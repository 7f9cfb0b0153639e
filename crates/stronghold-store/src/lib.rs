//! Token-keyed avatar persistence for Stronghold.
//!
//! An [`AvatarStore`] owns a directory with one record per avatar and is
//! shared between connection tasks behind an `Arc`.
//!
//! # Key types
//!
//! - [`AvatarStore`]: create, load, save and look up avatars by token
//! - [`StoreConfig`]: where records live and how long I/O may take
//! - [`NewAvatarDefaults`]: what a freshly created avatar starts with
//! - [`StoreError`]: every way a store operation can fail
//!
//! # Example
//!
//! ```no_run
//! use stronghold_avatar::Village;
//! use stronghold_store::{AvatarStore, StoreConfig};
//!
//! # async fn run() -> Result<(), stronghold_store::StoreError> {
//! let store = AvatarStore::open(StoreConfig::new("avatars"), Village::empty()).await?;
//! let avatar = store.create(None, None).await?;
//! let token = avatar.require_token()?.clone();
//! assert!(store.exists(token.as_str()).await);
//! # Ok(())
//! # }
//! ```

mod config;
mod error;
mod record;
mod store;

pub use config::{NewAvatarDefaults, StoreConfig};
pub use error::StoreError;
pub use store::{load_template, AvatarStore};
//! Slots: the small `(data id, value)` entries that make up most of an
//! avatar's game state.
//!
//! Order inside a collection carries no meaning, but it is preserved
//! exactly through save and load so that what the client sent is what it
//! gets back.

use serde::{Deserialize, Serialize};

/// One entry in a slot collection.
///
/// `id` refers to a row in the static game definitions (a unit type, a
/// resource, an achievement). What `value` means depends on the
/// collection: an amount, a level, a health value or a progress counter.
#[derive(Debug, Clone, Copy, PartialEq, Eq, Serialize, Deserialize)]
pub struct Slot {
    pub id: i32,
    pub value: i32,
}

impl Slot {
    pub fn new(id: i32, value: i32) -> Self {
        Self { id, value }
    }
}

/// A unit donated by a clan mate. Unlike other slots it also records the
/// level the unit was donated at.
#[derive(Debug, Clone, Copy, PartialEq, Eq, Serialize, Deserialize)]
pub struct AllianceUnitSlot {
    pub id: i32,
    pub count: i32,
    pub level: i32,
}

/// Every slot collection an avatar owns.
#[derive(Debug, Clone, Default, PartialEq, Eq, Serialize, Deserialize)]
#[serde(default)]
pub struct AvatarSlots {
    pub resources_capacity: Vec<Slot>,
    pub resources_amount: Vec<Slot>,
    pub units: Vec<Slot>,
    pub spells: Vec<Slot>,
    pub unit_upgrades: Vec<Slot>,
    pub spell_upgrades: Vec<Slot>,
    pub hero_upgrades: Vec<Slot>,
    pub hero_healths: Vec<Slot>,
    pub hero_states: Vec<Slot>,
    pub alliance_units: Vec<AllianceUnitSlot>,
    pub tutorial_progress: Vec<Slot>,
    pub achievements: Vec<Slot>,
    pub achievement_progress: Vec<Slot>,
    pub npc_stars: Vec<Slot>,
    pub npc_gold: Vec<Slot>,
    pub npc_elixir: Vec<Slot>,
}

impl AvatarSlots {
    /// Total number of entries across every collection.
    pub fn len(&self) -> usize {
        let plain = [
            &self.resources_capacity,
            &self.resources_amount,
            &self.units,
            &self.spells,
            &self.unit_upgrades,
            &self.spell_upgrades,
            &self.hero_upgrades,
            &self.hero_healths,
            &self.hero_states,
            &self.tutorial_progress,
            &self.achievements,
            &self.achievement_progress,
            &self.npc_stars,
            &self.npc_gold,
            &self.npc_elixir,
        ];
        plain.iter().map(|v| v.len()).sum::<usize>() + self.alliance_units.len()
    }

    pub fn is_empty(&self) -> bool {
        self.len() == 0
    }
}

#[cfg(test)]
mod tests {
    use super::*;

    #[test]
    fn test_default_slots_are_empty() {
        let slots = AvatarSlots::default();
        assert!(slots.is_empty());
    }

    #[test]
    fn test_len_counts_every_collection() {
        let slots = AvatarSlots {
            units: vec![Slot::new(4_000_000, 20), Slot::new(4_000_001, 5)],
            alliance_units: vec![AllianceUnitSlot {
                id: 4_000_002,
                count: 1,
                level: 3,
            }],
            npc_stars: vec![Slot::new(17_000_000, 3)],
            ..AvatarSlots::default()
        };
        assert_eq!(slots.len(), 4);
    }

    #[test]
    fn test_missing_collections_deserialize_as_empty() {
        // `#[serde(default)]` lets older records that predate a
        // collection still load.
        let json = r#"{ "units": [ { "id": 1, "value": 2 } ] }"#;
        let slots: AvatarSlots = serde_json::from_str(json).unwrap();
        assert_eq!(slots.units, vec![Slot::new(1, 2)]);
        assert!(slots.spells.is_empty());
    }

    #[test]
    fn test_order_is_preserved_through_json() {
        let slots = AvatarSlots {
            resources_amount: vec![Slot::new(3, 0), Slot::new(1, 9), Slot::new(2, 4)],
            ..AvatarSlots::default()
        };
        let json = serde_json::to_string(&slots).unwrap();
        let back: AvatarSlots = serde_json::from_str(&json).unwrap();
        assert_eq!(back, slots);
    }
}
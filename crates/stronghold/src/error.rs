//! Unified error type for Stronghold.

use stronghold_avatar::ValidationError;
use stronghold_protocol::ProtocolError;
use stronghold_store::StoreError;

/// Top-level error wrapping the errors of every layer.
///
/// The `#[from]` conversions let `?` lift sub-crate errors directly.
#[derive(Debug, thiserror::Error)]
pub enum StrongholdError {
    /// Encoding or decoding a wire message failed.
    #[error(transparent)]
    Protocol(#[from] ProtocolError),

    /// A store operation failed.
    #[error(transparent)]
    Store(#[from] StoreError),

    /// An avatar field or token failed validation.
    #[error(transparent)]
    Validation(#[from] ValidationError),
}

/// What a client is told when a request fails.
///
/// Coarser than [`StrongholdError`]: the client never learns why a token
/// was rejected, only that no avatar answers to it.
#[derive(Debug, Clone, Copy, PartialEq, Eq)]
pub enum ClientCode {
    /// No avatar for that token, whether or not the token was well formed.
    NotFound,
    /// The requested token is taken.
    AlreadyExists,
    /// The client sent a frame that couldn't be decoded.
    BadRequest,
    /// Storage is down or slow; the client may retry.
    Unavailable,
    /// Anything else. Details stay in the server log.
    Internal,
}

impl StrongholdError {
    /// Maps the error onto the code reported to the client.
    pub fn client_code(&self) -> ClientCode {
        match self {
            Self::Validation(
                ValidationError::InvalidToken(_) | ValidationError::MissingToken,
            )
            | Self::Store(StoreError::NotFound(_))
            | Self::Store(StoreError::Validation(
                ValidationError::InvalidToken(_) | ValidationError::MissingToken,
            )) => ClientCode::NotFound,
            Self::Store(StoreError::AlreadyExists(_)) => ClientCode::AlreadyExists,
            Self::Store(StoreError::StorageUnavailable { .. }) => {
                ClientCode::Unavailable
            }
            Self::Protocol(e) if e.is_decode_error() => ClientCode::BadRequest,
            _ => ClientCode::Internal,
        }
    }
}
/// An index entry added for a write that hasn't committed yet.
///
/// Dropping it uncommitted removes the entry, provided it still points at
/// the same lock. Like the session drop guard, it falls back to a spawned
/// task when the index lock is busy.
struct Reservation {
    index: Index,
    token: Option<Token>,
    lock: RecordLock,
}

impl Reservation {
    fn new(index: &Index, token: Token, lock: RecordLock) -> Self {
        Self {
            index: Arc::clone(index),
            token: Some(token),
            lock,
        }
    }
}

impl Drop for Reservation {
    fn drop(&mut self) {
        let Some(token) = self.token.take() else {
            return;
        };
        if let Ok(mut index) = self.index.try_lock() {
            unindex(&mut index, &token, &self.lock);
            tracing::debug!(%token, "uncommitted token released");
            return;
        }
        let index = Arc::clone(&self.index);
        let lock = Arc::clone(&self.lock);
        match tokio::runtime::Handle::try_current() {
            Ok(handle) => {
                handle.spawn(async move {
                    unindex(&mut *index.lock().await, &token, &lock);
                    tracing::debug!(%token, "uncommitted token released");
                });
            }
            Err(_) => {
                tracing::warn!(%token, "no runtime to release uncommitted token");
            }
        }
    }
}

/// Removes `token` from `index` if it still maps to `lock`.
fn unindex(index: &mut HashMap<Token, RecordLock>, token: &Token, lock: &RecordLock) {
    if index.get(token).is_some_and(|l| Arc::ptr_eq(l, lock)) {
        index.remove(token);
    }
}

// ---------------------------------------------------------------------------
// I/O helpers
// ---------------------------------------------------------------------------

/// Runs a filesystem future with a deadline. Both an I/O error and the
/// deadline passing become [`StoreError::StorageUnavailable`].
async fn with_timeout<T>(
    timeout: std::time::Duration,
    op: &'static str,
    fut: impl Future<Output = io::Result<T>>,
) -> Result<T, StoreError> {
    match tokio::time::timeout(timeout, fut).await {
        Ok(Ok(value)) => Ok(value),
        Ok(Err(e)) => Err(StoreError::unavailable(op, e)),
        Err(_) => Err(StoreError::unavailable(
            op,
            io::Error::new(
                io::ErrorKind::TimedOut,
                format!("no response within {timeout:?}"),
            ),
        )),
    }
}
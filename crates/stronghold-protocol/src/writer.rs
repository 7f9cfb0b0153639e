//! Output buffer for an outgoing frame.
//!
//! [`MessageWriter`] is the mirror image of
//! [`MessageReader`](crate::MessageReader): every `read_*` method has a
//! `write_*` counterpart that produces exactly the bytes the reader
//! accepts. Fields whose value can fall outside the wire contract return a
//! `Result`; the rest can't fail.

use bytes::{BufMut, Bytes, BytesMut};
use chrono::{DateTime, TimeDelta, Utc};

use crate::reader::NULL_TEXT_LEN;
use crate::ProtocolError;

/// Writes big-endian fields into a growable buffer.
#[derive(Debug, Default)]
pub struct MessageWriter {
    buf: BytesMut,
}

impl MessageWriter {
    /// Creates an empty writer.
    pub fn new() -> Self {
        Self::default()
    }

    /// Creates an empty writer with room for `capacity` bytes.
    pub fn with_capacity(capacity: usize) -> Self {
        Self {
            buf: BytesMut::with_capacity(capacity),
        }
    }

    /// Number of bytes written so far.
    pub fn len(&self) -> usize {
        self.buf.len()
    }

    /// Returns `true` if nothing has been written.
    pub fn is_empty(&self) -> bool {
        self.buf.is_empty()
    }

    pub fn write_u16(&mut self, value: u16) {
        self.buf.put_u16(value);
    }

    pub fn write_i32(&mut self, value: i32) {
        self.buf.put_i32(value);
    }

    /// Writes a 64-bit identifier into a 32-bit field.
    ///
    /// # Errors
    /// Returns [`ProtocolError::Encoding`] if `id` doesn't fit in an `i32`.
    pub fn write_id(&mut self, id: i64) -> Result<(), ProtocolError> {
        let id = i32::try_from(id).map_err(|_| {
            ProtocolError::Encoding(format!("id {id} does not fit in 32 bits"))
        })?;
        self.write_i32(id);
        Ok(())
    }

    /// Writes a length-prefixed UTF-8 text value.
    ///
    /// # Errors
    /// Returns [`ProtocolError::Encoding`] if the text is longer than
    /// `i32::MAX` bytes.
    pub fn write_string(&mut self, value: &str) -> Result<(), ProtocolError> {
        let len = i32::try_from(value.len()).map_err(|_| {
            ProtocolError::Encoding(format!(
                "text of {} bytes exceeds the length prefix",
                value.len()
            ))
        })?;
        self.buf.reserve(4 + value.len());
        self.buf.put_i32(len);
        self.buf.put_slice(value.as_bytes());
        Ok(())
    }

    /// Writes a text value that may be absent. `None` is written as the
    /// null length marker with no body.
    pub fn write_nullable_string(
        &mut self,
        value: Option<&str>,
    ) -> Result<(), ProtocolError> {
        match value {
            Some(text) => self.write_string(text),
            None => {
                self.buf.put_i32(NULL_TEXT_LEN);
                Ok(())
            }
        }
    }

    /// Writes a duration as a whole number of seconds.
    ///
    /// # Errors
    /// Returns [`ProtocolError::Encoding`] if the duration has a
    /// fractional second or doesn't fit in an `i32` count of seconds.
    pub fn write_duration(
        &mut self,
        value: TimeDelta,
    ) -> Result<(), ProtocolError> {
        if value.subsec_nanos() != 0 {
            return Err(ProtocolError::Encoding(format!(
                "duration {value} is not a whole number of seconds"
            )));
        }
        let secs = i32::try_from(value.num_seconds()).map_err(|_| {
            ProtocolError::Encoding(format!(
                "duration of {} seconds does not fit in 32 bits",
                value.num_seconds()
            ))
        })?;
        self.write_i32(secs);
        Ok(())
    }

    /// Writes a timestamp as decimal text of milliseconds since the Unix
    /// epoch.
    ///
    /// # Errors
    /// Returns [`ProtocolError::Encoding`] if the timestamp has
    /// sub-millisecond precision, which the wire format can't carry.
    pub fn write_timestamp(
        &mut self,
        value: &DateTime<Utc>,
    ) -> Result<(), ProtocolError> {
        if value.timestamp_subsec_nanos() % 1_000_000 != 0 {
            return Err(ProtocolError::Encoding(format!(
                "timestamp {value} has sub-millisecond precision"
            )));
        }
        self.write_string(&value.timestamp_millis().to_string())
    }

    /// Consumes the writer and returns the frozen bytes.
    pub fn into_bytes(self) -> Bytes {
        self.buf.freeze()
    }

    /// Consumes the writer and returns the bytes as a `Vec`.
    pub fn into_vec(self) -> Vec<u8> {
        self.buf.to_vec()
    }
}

---------------

TASK REQUIREMENTS
Wherever the string "MessageWriter" occurs in the records above, copy that line.

WRITTEN SOLUTION
//! [`MessageWriter`] is the mirror image of
pub struct MessageWriter {
impl MessageWriter {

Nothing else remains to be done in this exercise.